Segment Open

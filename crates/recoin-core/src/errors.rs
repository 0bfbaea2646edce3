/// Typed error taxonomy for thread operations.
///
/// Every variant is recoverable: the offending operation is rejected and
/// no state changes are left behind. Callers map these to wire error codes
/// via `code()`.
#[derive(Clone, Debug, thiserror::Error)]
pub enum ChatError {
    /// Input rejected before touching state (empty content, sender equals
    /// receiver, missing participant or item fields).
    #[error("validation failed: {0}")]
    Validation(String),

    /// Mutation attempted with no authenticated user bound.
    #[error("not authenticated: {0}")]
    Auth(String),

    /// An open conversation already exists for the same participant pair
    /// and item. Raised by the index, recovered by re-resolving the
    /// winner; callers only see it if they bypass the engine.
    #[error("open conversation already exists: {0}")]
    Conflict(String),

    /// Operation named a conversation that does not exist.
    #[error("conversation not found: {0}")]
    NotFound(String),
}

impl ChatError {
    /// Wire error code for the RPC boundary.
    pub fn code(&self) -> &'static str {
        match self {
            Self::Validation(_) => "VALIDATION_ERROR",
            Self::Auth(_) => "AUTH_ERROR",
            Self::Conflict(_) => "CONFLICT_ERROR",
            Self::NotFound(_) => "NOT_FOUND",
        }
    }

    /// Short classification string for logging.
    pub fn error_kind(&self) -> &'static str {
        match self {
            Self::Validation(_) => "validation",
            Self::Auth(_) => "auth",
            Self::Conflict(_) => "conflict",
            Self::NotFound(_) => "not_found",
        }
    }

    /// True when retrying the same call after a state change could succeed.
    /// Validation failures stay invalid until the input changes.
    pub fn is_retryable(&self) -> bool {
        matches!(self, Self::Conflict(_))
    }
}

Segment Closed
Segment Open

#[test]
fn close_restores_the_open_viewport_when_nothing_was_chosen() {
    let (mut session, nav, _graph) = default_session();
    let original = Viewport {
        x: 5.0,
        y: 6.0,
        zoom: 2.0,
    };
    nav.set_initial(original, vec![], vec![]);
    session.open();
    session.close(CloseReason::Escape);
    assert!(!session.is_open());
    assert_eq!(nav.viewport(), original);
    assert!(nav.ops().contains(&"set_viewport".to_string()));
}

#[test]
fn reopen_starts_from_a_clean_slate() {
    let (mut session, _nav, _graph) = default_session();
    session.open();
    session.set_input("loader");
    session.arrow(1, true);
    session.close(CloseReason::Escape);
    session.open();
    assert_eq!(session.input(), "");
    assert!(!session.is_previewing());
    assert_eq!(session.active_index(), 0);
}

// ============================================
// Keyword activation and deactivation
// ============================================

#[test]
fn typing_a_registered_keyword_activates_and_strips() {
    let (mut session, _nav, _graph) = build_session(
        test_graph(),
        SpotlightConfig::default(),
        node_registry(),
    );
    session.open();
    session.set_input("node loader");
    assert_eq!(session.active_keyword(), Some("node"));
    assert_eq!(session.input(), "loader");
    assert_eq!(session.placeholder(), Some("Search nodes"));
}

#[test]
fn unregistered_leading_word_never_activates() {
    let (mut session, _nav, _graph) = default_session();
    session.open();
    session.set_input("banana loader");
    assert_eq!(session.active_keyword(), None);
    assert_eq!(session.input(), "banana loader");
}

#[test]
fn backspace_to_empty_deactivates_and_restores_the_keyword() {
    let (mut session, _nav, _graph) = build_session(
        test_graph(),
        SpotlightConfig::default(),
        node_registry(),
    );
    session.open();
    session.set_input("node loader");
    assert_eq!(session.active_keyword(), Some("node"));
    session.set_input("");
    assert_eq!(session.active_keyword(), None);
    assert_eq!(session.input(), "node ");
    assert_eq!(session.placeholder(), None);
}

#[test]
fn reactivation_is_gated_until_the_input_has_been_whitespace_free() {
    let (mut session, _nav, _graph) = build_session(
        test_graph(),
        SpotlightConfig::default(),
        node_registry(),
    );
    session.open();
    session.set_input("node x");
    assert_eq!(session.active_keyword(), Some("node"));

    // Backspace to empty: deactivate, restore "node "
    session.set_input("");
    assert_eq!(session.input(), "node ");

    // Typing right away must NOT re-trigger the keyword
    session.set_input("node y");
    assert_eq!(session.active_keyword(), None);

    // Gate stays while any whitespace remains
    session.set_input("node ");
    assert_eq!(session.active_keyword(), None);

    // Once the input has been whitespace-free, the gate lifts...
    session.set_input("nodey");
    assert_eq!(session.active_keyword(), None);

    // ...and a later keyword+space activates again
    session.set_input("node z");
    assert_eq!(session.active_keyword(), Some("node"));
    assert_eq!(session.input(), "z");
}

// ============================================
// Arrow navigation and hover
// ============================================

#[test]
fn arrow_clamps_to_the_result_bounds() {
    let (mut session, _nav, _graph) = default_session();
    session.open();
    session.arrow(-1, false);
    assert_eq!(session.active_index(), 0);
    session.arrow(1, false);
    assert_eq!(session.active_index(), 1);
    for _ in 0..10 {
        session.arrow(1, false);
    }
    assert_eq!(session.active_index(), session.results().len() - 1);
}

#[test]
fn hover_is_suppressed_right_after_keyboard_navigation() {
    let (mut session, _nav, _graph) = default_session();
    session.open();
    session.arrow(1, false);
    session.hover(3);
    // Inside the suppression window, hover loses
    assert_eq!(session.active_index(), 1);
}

Segment Closed

Work instructions ->
Scan the material line by line and report each one that contains "exists".

Solution for this exercise ->
    /// An open conversation already exists for the same participant pair
    #[error("open conversation already exists: {0}")]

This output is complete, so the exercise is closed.